(DATA PROVIDED begins)

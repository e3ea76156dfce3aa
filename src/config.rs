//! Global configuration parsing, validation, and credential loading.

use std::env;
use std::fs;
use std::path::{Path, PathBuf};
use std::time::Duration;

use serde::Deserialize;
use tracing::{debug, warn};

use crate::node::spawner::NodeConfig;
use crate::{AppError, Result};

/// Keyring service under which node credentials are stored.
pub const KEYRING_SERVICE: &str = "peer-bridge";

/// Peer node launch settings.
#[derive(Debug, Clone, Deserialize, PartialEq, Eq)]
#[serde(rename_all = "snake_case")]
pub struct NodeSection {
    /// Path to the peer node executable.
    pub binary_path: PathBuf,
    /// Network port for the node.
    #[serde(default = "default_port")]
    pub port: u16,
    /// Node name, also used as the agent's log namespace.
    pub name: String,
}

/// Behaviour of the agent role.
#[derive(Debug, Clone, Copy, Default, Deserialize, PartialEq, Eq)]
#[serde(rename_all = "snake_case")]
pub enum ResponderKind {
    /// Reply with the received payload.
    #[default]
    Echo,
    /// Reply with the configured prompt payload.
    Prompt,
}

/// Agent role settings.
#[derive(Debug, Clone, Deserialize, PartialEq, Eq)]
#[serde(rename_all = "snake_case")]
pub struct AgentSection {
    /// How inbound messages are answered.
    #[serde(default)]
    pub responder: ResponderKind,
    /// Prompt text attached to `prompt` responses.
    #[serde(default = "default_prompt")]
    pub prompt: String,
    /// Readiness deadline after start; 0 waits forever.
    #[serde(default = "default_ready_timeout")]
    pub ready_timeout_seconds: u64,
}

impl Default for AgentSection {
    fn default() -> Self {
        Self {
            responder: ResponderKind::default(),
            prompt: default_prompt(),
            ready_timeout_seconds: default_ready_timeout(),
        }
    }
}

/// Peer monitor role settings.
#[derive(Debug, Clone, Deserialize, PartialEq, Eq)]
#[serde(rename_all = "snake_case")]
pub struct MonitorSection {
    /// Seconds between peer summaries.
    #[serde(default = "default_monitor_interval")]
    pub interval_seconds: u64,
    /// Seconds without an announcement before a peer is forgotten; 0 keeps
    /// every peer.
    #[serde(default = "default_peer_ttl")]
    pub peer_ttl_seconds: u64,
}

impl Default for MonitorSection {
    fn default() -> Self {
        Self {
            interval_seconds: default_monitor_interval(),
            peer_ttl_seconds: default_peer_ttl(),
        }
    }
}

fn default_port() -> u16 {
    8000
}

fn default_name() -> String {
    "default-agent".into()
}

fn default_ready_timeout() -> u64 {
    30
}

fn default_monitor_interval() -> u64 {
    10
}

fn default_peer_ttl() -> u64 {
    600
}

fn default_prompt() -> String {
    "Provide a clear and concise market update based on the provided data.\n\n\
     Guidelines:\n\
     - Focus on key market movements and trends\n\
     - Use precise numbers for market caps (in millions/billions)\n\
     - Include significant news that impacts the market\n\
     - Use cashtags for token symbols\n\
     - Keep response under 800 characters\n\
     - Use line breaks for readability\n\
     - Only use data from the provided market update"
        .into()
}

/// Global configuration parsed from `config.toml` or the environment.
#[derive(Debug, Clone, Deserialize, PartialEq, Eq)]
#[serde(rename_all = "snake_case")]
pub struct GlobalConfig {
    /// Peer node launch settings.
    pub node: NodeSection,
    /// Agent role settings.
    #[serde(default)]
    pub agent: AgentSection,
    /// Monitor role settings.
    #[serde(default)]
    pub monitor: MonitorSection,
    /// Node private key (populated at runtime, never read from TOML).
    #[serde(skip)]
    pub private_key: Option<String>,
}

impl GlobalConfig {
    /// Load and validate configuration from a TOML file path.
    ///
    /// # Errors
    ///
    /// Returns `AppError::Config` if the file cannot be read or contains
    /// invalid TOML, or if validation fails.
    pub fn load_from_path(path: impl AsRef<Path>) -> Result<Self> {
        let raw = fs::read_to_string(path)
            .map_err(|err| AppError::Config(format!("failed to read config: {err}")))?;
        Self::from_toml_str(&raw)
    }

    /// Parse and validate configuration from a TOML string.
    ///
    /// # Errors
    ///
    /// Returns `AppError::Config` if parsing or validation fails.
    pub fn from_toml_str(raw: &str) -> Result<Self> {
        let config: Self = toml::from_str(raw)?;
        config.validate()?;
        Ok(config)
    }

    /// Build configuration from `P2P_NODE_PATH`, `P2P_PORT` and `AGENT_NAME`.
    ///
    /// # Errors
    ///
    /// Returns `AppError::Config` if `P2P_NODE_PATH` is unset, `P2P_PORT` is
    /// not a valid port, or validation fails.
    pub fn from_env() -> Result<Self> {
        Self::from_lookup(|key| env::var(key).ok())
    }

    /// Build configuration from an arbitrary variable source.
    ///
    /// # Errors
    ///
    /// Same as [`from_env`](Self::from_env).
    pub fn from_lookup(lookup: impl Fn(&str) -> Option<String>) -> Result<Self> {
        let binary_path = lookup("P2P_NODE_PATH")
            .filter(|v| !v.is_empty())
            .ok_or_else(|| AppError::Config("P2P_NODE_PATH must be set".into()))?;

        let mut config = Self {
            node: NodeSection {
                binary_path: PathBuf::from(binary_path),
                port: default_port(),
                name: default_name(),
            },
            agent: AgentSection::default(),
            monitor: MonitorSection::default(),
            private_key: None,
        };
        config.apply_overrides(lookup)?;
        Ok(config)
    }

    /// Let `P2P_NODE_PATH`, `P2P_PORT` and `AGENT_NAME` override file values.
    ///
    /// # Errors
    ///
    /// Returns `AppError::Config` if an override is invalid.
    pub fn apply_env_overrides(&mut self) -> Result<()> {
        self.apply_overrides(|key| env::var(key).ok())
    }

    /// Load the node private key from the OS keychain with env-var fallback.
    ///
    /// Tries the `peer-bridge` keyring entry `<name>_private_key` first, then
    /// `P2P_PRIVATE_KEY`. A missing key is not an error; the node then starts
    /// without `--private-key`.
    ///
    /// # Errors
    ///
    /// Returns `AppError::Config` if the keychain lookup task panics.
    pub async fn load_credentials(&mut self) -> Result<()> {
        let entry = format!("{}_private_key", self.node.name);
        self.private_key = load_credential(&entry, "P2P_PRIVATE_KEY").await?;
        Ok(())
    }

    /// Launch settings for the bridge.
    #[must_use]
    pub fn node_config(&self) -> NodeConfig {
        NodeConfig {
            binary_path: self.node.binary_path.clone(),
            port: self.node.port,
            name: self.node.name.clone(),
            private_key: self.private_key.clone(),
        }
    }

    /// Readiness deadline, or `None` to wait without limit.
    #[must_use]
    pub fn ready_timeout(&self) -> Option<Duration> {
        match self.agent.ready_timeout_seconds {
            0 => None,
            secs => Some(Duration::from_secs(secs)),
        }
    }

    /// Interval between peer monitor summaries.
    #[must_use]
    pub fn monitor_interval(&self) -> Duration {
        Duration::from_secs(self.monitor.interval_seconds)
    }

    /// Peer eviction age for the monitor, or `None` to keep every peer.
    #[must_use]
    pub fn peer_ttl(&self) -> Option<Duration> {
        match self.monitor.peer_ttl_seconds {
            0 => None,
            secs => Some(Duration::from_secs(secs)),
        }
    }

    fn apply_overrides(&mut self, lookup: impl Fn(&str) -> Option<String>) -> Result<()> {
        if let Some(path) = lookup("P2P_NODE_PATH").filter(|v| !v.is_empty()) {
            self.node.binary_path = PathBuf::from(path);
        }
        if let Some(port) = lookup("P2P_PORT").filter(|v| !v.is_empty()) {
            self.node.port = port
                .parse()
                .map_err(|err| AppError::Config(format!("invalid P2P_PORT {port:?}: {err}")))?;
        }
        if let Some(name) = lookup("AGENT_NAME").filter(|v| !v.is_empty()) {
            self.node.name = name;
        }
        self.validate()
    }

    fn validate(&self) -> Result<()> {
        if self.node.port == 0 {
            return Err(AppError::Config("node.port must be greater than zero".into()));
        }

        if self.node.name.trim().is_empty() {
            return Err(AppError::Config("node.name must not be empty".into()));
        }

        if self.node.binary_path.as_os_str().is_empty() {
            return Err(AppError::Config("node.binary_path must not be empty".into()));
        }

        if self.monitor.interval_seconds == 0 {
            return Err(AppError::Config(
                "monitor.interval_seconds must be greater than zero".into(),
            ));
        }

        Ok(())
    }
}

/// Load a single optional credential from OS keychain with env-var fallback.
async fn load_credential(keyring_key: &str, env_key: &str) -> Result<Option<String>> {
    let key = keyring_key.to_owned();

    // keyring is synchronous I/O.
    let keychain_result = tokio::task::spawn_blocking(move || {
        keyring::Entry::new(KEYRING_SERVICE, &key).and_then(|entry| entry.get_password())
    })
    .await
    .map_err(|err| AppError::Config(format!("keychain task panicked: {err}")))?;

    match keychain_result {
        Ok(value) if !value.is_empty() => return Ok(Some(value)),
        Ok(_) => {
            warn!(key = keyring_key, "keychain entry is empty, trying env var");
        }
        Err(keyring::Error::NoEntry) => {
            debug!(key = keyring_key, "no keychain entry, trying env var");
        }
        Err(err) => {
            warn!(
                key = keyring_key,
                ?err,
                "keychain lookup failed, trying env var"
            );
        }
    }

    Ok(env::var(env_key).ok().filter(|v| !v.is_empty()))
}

(DATA PROVIDED ends)

» TASK STATEMENT: Output each line of the records above exactly, beginning at the first, and stop once the line containing "forgotten; 0 keeps" has been output.

» RESPONSE TO THE TASK:
repository e3ea76156dfce3aa
filename src/config.rs
//! Global configuration parsing, validation, and credential loading.

use std::env;
use std::fs;
use std::path::{Path, PathBuf};
use std::time::Duration;

use serde::Deserialize;
use tracing::{debug, warn};

use crate::node::spawner::NodeConfig;
use crate::{AppError, Result};

/// Keyring service under which node credentials are stored.
pub const KEYRING_SERVICE: &str = "peer-bridge";

/// Peer node launch settings.
#[derive(Debug, Clone, Deserialize, PartialEq, Eq)]
#[serde(rename_all = "snake_case")]
pub struct NodeSection {
    /// Path to the peer node executable.
    pub binary_path: PathBuf,
    /// Network port for the node.
    #[serde(default = "default_port")]
    pub port: u16,
    /// Node name, also used as the agent's log namespace.
    pub name: String,
}

/// Behaviour of the agent role.
#[derive(Debug, Clone, Copy, Default, Deserialize, PartialEq, Eq)]
#[serde(rename_all = "snake_case")]
pub enum ResponderKind {
    /// Reply with the received payload.
    #[default]
    Echo,
    /// Reply with the configured prompt payload.
    Prompt,
}

/// Agent role settings.
#[derive(Debug, Clone, Deserialize, PartialEq, Eq)]
#[serde(rename_all = "snake_case")]
pub struct AgentSection {
    /// How inbound messages are answered.
    #[serde(default)]
    pub responder: ResponderKind,
    /// Prompt text attached to `prompt` responses.
    #[serde(default = "default_prompt")]
    pub prompt: String,
    /// Readiness deadline after start; 0 waits forever.
    #[serde(default = "default_ready_timeout")]
    pub ready_timeout_seconds: u64,
}

impl Default for AgentSection {
    fn default() -> Self {
        Self {
            responder: ResponderKind::default(),
            prompt: default_prompt(),
            ready_timeout_seconds: default_ready_timeout(),
        }
    }
}

/// Peer monitor role settings.
#[derive(Debug, Clone, Deserialize, PartialEq, Eq)]
#[serde(rename_all = "snake_case")]
pub struct MonitorSection {
    /// Seconds between peer summaries.
    #[serde(default = "default_monitor_interval")]
    pub interval_seconds: u64,
    /// Seconds without an announcement before a peer is forgotten; 0 keeps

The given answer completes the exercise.